There are some additional potential limitations to our study. First, we overestimate travelling costs because people are unlikely to drive to a $4 store solely to pick up their prescriptions. Nevertheless, the ability to calculate the driving distance and travelling costs is an important contribution: driving distance turns out to be a major factor associated with the use of $4 programs and omitting this variable could bias the results. Second, we only examined direct substitution of generics, while a larger potential savings could be realized if individuals were willing to switch their brand-name drugs, and not just their generics, for low-cost generics. Finally, we do not quantify the potential downsides of increased use of $4 generics,13
but we do acknowledge that these downsides are real and important to consider. For example, if prescriptions filed in the $4 program are not reported back to insurance or patients use more than one pharmacy, it may be difficult to monitor drug–drug interactions. Additionally, it is likely that $4 programs were created to attract people to the stores to buy other products, including non-prescription or prescriptions drugs not eligible for the $4 programs, which could potentially be more expensive.

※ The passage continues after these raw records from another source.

//! Prometheus counters for the order core.
//!
//! Counters are process-wide statics registered into a private registry;
//! [`gather_text`] renders them in the Prometheus text exposition format.

use lazy_static::lazy_static;
use prometheus::{Encoder, IntCounter, IntCounterVec, Opts, Registry, TextEncoder};

lazy_static! {
    pub static ref REGISTRY: Registry = {
        let registry = Registry::new_custom(Some("storefront".into()), None)
            .expect("registry can be created");
        registry
            .register(Box::new(ORDERS_CREATED.clone()))
            .expect("metric can be registered");
        registry
            .register(Box::new(ORDER_CANCELLATIONS.clone()))
            .expect("metric can be registered");
        registry
            .register(Box::new(COUPON_REDEMPTIONS.clone()))
            .expect("metric can be registered");
        registry
            .register(Box::new(CHECKOUT_FAILURES.clone()))
            .expect("metric can be registered");
        registry
            .register(Box::new(PAYMENT_RECONCILIATIONS.clone()))
            .expect("metric can be registered");
        registry
    };
    pub static ref ORDERS_CREATED: IntCounter =
        IntCounter::new("orders_created_total", "Total number of orders created")
            .expect("metric can be created");
    pub static ref ORDER_CANCELLATIONS: IntCounter = IntCounter::new(
        "order_cancellations_total",
        "Total number of order cancellations"
    )
    .expect("metric can be created");
    pub static ref COUPON_REDEMPTIONS: IntCounter = IntCounter::new(
        "coupon_redemptions_total",
        "Total number of coupon redemptions recorded"
    )
    .expect("metric can be created");
    pub static ref CHECKOUT_FAILURES: IntCounterVec = IntCounterVec::new(
        Opts::new(
            "checkout_failures_total",
            "Total number of failed checkouts"
        ),
        &["reason"]
    )
    .expect("metric can be created");
    pub static ref PAYMENT_RECONCILIATIONS: IntCounterVec = IntCounterVec::new(
        Opts::new(
            "payment_reconciliations_total",
            "Payment gateway events applied to orders"
        ),
        &["outcome"]
    )
    .expect("metric can be created");
}

/// Renders every registered metric in the Prometheus text format.
pub fn gather_text() -> Result<String, prometheus::Error> {
    let encoder = TextEncoder::new();
    let mut buffer = Vec::new();
    encoder.encode(&REGISTRY.gather(), &mut buffer)?;
    String::from_utf8(buffer).map_err(|e| prometheus::Error::Msg(e.to_string()))
}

In sum, 80% of American seniors in Medicare filled prescriptions for generic drugs that were commonly available at $4 per 30-day supply in 2007; only 16.3% used a $4 program in 2007. Once incorporating travelling costs, only 53.2% of nonusers would potentially save by switching to the $4 programs and the potential savings focus on a small proportion of beneficiaries. Potential policies could be considered to encourage the use of $4 generic programs among Medicare beneficiaries who have not been using and/or could save the most, including Blacks, those with less drug coverage, those with high prescription drug risk scores and those with easy access to a $4 store. However, because of only modest individual savings associated with switching additional incentives for most patients would likely be required before the Medicare program could experience any savings.